Utils: escapeSpecialChars now handles escape sequences that may break…

… JSON.parse() Data posted by the client may contain stacktraces and other strings that contain escape sequences such as \n. escapeSpecialChars now handles a wider set of whitespace escape sequences that would otherwise break JSON.parse. May require support for more escape chars, but this might suffice for most cases.
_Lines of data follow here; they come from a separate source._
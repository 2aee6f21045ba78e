//! # TitleBar Component
//!
//! Single-line top bar. Shows the visible screen's title, and a back hint
//! when the innermost stack has something to pop:
//!
//! 1. **Can go back**: `"Zyna | Chat Bob Smith | ‹ Esc"`
//! 2. **Default**: `"Zyna | Chats"`

use crate::tui::component::Component;
use ratatui::Frame;
use ratatui::layout::Rect;
use ratatui::style::{Modifier, Style};
use ratatui::text::{Line, Span};

pub struct TitleBar {
    pub screen_title: String,
    pub can_go_back: bool,
}

impl TitleBar {
    pub fn new(screen_title: String, can_go_back: bool) -> Self {
        Self {
            screen_title,
            can_go_back,
        }
    }

    fn text(&self) -> String {
        if self.can_go_back {
            format!("Zyna | {} | ‹ Esc", self.screen_title)
        } else {
            format!("Zyna | {}", self.screen_title)
        }
    }
}

impl Component for TitleBar {
    fn render(&mut self, frame: &mut Frame, area: Rect) {
        let line = Line::from(Span::styled(
            self.text(),
            Style::default().add_modifier(Modifier::BOLD),
        ));
        frame.render_widget(line, area);
    }
}
use ratatui::Frame;
use ratatui::layout::Rect;

/// A reusable UI component.
///
/// Components receive data via props (struct fields) and render to a
/// `Frame` within a given `Rect`. `render` takes `&mut self` so a component
/// may cache layout between frames, as ratatui's `StatefulWidget` does.
pub trait Component {
    /// Render the component into the given area.
    fn render(&mut self, frame: &mut Frame, area: Rect);
}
Fixes #99
browserstack · Aug 9, 2015 · 4b334b5 · 4b334b5
1 parent fbfbc4b
commit 4b334b5
Show file tree

Hide file tree

Showing 2 changed files with 23 additions and 5 deletions.
diff --git a/lib/utils.js b/lib/utils.js
@@ -7,7 +7,13 @@ var Log = require('./logger'),
 
 String.prototype.escapeSpecialChars = function() {
   return this.replace(/\n/g, '\\n')
-  .replace(/\\\'/, '\'');
+  .replace(/\r/g, '\\r')
+  .replace(/\t/g, '\\t')
+  .replace(/\f/g, '\\f')
+  .replace(/\u0008/g, '\\u0008')  // \b
+  .replace(/\v/g, '\\u000b')      // \v
+  .replace(/\0/g, '\\u0000')      // \0
+  .replace(/\\\'/, '\'');         // TODO: check why this exists
 };
 
 var titleCase = function toTitleCase(str) {

diff --git a/tests/unit/utils_spec.js b/tests/unit/utils_spec.js
@@ -6,7 +6,7 @@ describe('Utilities', function(){
     assert.equal("Hello", utils.titleCase("hello"));
     assert.equal("Are You Serious?", utils.titleCase("are you serious?"));
   });
-  
+
   it('should generate 32 char uuid', function(){
     assert.equal(5, utils.uuid().split("-").length);
     assert.equal(32 + 4, utils.uuid().length);
@@ -16,24 +16,36 @@ describe('Utilities', function(){
     assert.notEqual(utils.uuid(), utils.uuid());
     assert.notEqual(utils.uuid(), utils.uuid());
   });
-  
+
   it('should generate proper browser string for config', function(){
     var chrome_mac = {os: "OS X", os_version: "Mavericks", "browser": "chrome", "browser_version": "latest"};
     var chrome_windows = {os: "Windows", os_version: "XP", "browser": "chrome", "browser_version": "latest"};
     // var safari_mac = {os: "OS X", os_version: "Mountain Lion", "browser": "safari", "browser_version": "6.1"};
     var ie_windows = {os: "Windows", os_version: "7", "browser": "ie", "browser_version": "9.0"};
     var iOS = {os: "iOS", os_version: "6.0", device: "iPhone 5"};
     var androidConfig = {os: "android", os_version: "4.1"};
-    
+
     assert.equal("OS X Mavericks, Chrome latest", utils.browserString(chrome_mac));
     assert.equal("Windows XP, Chrome latest", utils.browserString(chrome_windows));
     assert.equal("Windows 7, Internet Explorer 9.0", utils.browserString(ie_windows));
     assert.equal("iOS 6.0, iPhone 5", utils.browserString(iOS));
     assert.equal("android 4.1", utils.browserString(androidConfig));
   });
-  
+
   it('should return number of keys for this object', function(){
     assert.equal(0, utils.objectSize({}));
     assert.equal(1, utils.objectSize({a: 2}));
   });
+
+  it('should escape special characters incompatible with JSON.parse', function () {
+    var testString = '{"tracebacks":[{"actual":null,"message":"Died on test #1     at http://localhost:8888/test/main/globals.js:43:7\n    at http://localhost:8888/test/main/globals.js:67:2: Error","testName":"globals: Exported assertions"}]}';
+    var expectString = '{"tracebacks":[{"actual":null,"message":"Died on test #1     at http://localhost:8888/test/main/globals.js:43:7\\n    at http://localhost:8888/test/main/globals.js:67:2: Error","testName":"globals: Exported assertions"}]}';
+
+    var malformedJson = '{ "key" : "Bad\njson contains\rall\tsorts\bof\vhorrible\0 & nasty\fescape sequences" }';
+    var expectJson = { "key" : "Bad\njson contains\rall\tsorts\bof\u000bhorrible\u0000 & nasty\fescape sequences" };
+
+    assert.throws(function () { JSON.parse(testString); }, SyntaxError, 'JSON.parse fails');
+    assert.equal(testString.escapeSpecialChars(), expectString);
+    assert.equal(JSON.parse(malformedJson.escapeSpecialChars()).key, expectJson.key);
+  });
 });